_Data shown_
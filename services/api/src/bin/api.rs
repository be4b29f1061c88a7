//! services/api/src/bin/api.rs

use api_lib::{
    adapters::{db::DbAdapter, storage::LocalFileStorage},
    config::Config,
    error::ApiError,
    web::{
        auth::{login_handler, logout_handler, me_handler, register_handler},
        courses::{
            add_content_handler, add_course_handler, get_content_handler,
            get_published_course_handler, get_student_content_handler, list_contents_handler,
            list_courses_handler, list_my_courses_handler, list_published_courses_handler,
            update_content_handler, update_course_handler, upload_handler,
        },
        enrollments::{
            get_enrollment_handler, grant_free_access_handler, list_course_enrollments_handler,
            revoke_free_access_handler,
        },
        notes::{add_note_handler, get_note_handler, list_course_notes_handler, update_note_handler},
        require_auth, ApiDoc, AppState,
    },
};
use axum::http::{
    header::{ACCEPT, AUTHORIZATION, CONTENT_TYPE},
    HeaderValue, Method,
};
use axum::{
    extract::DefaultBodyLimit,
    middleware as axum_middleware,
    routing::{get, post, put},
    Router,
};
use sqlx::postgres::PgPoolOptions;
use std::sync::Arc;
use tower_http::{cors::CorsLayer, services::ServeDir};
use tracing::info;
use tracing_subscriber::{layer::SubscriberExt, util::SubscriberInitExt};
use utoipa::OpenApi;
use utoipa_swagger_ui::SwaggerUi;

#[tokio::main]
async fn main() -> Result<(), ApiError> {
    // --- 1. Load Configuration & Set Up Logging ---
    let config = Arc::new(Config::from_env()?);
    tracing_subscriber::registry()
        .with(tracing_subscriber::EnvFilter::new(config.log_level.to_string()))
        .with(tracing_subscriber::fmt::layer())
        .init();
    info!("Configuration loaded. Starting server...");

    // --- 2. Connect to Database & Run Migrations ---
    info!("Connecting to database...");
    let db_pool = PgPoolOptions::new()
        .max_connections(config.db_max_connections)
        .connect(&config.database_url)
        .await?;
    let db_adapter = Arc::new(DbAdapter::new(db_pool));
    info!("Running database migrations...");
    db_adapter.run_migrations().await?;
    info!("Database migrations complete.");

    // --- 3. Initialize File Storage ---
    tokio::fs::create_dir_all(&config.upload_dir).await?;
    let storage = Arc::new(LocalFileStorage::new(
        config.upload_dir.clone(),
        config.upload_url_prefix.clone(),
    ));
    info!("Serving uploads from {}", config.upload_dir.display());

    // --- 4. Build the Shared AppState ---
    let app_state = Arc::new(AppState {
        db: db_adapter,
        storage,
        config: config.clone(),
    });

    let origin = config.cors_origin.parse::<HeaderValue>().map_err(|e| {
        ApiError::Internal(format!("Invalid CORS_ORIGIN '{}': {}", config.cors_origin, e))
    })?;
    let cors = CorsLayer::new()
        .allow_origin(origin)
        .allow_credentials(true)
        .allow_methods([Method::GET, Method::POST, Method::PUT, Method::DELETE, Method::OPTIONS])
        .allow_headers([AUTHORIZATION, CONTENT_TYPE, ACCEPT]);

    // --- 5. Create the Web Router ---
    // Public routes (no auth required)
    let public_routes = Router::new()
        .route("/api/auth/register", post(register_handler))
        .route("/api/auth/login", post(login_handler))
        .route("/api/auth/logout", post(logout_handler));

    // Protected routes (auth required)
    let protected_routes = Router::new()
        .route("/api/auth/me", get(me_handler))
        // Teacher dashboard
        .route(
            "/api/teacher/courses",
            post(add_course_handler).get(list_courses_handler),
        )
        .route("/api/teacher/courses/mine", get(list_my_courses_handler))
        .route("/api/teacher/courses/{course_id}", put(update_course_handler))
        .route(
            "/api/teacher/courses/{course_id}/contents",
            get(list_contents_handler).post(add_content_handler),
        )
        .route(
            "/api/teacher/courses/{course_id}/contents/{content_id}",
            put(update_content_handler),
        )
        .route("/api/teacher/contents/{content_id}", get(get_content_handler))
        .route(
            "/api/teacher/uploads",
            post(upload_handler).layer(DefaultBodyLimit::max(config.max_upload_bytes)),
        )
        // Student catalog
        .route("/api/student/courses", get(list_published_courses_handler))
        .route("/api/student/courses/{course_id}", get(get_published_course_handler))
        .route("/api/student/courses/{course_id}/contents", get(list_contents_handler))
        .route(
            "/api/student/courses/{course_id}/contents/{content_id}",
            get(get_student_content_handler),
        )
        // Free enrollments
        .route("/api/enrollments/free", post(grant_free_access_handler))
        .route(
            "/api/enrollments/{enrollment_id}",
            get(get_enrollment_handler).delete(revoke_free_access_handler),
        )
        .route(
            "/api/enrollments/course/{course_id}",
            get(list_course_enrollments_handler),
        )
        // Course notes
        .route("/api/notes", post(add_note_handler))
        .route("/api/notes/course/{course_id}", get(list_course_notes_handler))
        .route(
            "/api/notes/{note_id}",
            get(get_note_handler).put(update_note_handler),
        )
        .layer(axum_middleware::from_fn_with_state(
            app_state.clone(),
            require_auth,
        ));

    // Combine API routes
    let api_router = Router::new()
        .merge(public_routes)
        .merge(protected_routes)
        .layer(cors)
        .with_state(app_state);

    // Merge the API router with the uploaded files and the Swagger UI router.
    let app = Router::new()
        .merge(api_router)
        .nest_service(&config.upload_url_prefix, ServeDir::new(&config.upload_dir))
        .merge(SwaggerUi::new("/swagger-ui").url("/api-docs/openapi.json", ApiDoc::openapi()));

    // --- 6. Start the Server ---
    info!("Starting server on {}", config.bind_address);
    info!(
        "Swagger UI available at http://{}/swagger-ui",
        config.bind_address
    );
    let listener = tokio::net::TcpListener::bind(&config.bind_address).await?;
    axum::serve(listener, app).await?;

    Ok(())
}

_Activity_
If a line of the records includes the string "DefaultBodyLimit", copy it out.

_Your solution_
    extract::DefaultBodyLimit,
            post(upload_handler).layer(DefaultBodyLimit::max(config.max_upload_bytes)),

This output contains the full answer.